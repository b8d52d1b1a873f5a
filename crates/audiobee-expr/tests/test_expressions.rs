//! End-to-end expression evaluation over realistic audio contexts.

use std::f64::consts::TAU;

use audiobee_expr::{Context, Evaluate, ExprError, ExpressionEvaluator};

const SAMPLE_RATE: f64 = 1000.0;

fn audio_context(length: usize) -> Context {
    let period = 1.0 / SAMPLE_RATE;
    let n: Vec<f64> = (0..length).map(|i| i as f64).collect();
    let t: Vec<f64> = n.iter().map(|i| i * period).collect();

    let mut context = Context::new();
    context.insert("N", length as f64);
    context.insert("T", period);
    context.insert("n", n);
    context.insert("t", t);
    context.insert("v", 0.5);
    context.insert("f", 100.0);
    context.insert("c", 0.0);
    context
}

fn evaluate(source: &str, context: &Context, length: usize) -> Result<Vec<f64>, ExprError> {
    let mut output = vec![0.0; length];
    ExpressionEvaluator::new().evaluate(source, &mut output, context)?;
    Ok(output)
}

#[test]
fn test_decaying_sine() {
    let context = audio_context(2000);
    let output = evaluate("v * sin(TAU * f * t) * exp(-5 * t)", &context, 2000).unwrap();

    for (i, sample) in output.iter().enumerate() {
        let t = i as f64 / SAMPLE_RATE;
        let expected = 0.5 * (TAU * 100.0 * t).sin() * (-5.0 * t).exp();
        assert!((sample - expected).abs() < 1e-9, "sample {}", i);
    }
}

#[test]
fn test_library_waveform_with_parameters() {
    let context = audio_context(64);
    let output = evaluate("softSquare(f * t, 0.8) * v", &context, 64).unwrap();

    for (i, sample) in output.iter().enumerate() {
        let phase = 100.0 * (i as f64 * (1.0 / SAMPLE_RATE));
        let expected = audiobee_library::waveform::soft_square(phase, 0.8) * 0.5;
        assert!((sample - expected).abs() < 1e-12, "sample {}", i);
    }
}

#[test]
fn test_pitch_helpers_in_expressions() {
    let context = audio_context(1);
    let output = evaluate("mtof(ftom(f) + 12)", &context, 1).unwrap();
    assert!((output[0] - 200.0).abs() < 1e-9);
}

#[test]
fn test_envelope_with_conditional() {
    let context = audio_context(10).with("attack", 4.0);
    let output = evaluate("n < attack ? n / attack : 1", &context, 10).unwrap();
    assert_eq!(output[0], 0.0);
    assert_eq!(output[2], 0.5);
    assert_eq!(output[4], 1.0);
    assert_eq!(output[9], 1.0);
}

#[test]
fn test_malformed_expression_rejected() {
    let context = audio_context(10);
    let result = evaluate("v * sin(TAU * f * t * exp(-5 * t)", &context, 10);
    assert!(matches!(result, Err(ExprError::Syntax { .. })));
}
•••••
Your reply should be the material above, repeated word for word.

_TASK RESPONSE_
repository b8d52d1b1a873f5a
filename crates/audiobee-expr/tests/test_expressions.rs
//! End-to-end expression evaluation over realistic audio contexts.

use std::f64::consts::TAU;

use audiobee_expr::{Context, Evaluate, ExprError, ExpressionEvaluator};

const SAMPLE_RATE: f64 = 1000.0;

fn audio_context(length: usize) -> Context {
    let period = 1.0 / SAMPLE_RATE;
    let n: Vec<f64> = (0..length).map(|i| i as f64).collect();
    let t: Vec<f64> = n.iter().map(|i| i * period).collect();

    let mut context = Context::new();
    context.insert("N", length as f64);
    context.insert("T", period);
    context.insert("n", n);
    context.insert("t", t);
    context.insert("v", 0.5);
    context.insert("f", 100.0);
    context.insert("c", 0.0);
    context
}

fn evaluate(source: &str, context: &Context, length: usize) -> Result<Vec<f64>, ExprError> {
    let mut output = vec![0.0; length];
    ExpressionEvaluator::new().evaluate(source, &mut output, context)?;
    Ok(output)
}

#[test]
fn test_decaying_sine() {
    let context = audio_context(2000);
    let output = evaluate("v * sin(TAU * f * t) * exp(-5 * t)", &context, 2000).unwrap();

    for (i, sample) in output.iter().enumerate() {
        let t = i as f64 / SAMPLE_RATE;
        let expected = 0.5 * (TAU * 100.0 * t).sin() * (-5.0 * t).exp();
        assert!((sample - expected).abs() < 1e-9, "sample {}", i);
    }
}

#[test]
fn test_library_waveform_with_parameters() {
    let context = audio_context(64);
    let output = evaluate("softSquare(f * t, 0.8) * v", &context, 64).unwrap();

    for (i, sample) in output.iter().enumerate() {
        let phase = 100.0 * (i as f64 * (1.0 / SAMPLE_RATE));
        let expected = audiobee_library::waveform::soft_square(phase, 0.8) * 0.5;
        assert!((sample - expected).abs() < 1e-12, "sample {}", i);
    }
}

#[test]
fn test_pitch_helpers_in_expressions() {
    let context = audio_context(1);
    let output = evaluate("mtof(ftom(f) + 12)", &context, 1).unwrap();
    assert!((output[0] - 200.0).abs() < 1e-9);
}

#[test]
fn test_envelope_with_conditional() {
    let context = audio_context(10).with("attack", 4.0);
    let output = evaluate("n < attack ? n / attack : 1", &context, 10).unwrap();
    assert_eq!(output[0], 0.0);
    assert_eq!(output[2], 0.5);
    assert_eq!(output[4], 1.0);
    assert_eq!(output[9], 1.0);
}

#[test]
fn test_malformed_expression_rejected() {
    let context = audio_context(10);
    let result = evaluate("v * sin(TAU * f * t * exp(-5 * t)", &context, 10);
    assert!(matches!(result, Err(ExprError::Syntax { .. })));
}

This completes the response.